[[ Extracted material, beginning ]]

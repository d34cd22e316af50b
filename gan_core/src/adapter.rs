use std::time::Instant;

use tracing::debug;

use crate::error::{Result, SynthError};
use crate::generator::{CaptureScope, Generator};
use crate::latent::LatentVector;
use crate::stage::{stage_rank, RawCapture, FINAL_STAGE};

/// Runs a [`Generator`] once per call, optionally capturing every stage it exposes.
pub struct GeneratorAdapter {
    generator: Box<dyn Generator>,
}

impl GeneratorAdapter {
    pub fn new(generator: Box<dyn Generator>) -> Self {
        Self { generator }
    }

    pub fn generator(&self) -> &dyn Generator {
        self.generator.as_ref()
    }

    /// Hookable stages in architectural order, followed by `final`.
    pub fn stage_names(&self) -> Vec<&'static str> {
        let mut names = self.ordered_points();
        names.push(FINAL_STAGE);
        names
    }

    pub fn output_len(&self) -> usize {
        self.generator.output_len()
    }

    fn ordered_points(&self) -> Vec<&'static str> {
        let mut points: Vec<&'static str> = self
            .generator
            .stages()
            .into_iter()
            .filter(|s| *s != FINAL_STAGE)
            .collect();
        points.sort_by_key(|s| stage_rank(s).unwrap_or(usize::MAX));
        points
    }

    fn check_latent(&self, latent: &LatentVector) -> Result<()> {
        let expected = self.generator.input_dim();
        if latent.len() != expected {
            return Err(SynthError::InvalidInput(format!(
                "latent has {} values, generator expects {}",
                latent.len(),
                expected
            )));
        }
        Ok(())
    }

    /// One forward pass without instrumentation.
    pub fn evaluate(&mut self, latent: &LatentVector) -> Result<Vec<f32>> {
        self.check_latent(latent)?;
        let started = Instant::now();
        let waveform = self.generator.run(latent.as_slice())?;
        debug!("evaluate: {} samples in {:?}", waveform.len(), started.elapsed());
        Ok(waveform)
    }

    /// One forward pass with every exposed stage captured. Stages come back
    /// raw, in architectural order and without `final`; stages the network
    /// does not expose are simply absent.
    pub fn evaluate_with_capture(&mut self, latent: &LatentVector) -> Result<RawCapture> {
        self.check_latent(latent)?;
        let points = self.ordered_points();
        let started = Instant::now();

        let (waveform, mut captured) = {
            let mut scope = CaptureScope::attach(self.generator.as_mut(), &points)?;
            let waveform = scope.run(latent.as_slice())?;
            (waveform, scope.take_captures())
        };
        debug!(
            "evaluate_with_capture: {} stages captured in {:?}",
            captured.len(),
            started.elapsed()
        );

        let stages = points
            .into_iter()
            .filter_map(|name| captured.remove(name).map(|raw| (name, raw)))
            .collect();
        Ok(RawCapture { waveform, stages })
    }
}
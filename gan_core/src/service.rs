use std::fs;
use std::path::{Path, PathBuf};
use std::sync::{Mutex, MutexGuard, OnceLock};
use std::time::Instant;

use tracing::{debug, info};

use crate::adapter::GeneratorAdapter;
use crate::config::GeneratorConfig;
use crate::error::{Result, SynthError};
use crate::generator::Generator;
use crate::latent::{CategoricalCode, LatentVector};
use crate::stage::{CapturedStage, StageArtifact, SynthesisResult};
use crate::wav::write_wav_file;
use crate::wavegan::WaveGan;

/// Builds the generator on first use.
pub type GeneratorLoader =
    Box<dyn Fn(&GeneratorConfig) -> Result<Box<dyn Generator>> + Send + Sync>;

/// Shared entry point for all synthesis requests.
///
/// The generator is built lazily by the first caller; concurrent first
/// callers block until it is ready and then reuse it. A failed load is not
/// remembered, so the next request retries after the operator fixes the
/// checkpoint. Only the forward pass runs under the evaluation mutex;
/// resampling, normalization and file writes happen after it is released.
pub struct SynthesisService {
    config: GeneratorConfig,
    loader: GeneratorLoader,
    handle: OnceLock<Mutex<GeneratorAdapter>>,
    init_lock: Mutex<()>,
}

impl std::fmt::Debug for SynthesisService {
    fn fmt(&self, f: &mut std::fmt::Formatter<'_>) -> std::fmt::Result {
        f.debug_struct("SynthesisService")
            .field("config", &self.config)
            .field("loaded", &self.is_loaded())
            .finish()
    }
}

[[ Extracted material, end ]]

### Directions for this task
Across all the records, find the lines containing the word "SynthesisService" and reproduce each one.

### Answer box
pub struct SynthesisService {
impl std::fmt::Debug for SynthesisService {
        f.debug_struct("SynthesisService")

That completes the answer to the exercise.